By contrast, Sen. Charles E. Grassley (R-Iowa), the current ranking Republican on the Judiciary Committee, and Sen. Ron Johnson (R-Wis.), the ranking Republican on the Homeland Security and Governmental Affairs Committee, are taking on the Trump investigations more directly, raising questions about the appointment of a special counsel for Trump but not for Hunter Biden or probes related to Hillary Clinton’s handling of emails in 2016.
The lawmakers said they have been approached by whistleblowers objecting to political considerations inside the FBI, which could serve to reinforce Trump’s claims of being unfairly targeted.

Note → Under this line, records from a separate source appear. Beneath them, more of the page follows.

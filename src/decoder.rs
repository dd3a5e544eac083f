//! Interface to external audio decoders.
//!
//! Container and codec work (reading MP3/WAV/FLAC bytes into frames) is out
//! of this crate's scope. A decoder plugs into the engine by exposing its
//! decoded output as a seekable source plus static metadata; everything in
//! [`source`](crate::source) then composes over it.
//!
//! Resource release is ownership: a transform chain exclusively owns its
//! children, so dropping the outermost wrapper tears the whole chain down,
//! decoder included. A decoder that holds files or devices releases them in
//! its `Drop` impl.
//!
//! [`FramesBuffer`](crate::FramesBuffer) implements this trait and is the
//! in-memory stand-in when no real decoder is involved.

use crate::source::SeekableSource;
use crate::SampleRate;

/// A decoded audio stream handed over by an external decoder.
///
/// The engine treats the channel layout as stereo throughout; a decoder for
/// mono material duplicates its channel into both sides of each
/// [`Frame`](crate::Frame).
pub trait Decoder: SeekableSource + Send {
    /// The frame rate of the decoded stream.
    ///
    /// Feed this to [`Source::resample`](crate::Source::resample) when the
    /// output runs at a different rate.
    fn sample_rate(&self) -> SampleRate;
}
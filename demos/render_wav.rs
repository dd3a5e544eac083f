//! Renders a short three-note phrase to `render.wav`, no audio device
//! needed.
//!
//! ```text
//! cargo run --example render_wav
//! ```

use rill::output::WavSink;
use rill::source::{sequence, Source};
use rill::{nz, Frame, FramesBuffer, OutputSink, SampleRate, SeekableSource};

fn tone(rate: SampleRate, freq: f32, seconds: f32) -> FramesBuffer {
    let len = (rate.get() as f32 * seconds) as usize;
    let data: Vec<Frame> = (0..len)
        .map(|i| {
            let t = i as f32 / rate.get() as f32;
            // A touch of decay keeps the notes from clicking into each other.
            let s = (t * freq * std::f32::consts::TAU).sin() * 0.4 * (1.0 - t / seconds);
            Frame::new(s, s)
        })
        .collect();
    FramesBuffer::new(rate, data)
}

fn main() -> Result<(), Box<dyn std::error::Error>> {
    let rate = nz!(44100);
    let mut sink = WavSink::create("render.wav", rate)?;

    let mut chain = sequence(vec![
        Box::new(tone(rate, 440.0, 0.4)) as Box<dyn Source + Send>,
        Box::new(tone(rate, 554.37, 0.4)),
        Box::new(tone(rate, 659.25, 0.4).repeat(2)),
    ]);

    let mut buf = [Frame::ZERO; 1024];
    loop {
        let (filled, more) = chain.stream(&mut buf);
        sink.write(&buf[..filled]);
        if !more {
            break;
        }
    }
    sink.finalize()?;

    println!("wrote render.wav");
    Ok(())
}
use crate::source::Source;
use crate::Frame;

/// A source that produces no frames at all.
#[derive(Clone, Copy, Debug, Default)]
pub struct Empty(());

impl Empty {
    /// Builds a new `Empty`.
    #[inline]
    pub fn new() -> Empty {
        Empty(())
    }
}

impl Source for Empty {
    #[inline]
    fn stream(&mut self, _frames: &mut [Frame]) -> (usize, bool) {
        (0, false)
    }
}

Incoming House Judiciary chairman Jim Jordan (R-Ohio) is poised to press the Justice Department on the decision to search Trump’s Palm Beach, Fla., home as well.

The strategy resembles how Trump allies worked to undermine the investigation into Russian interference in the 2016 election by seizing on the FBI’s use of a dossier produced as Republican and Democratic opposition research.
“It’s an easy crutch for them to grasp and they’re grasping it because they can’t actually defend what he’s potentially going to be indicted for,” said one House GOP staffer, who like some others spoke on the condition of anonymity to speak candidly. “They lean on this as opposed to defending him on the facts, which they can’t do.”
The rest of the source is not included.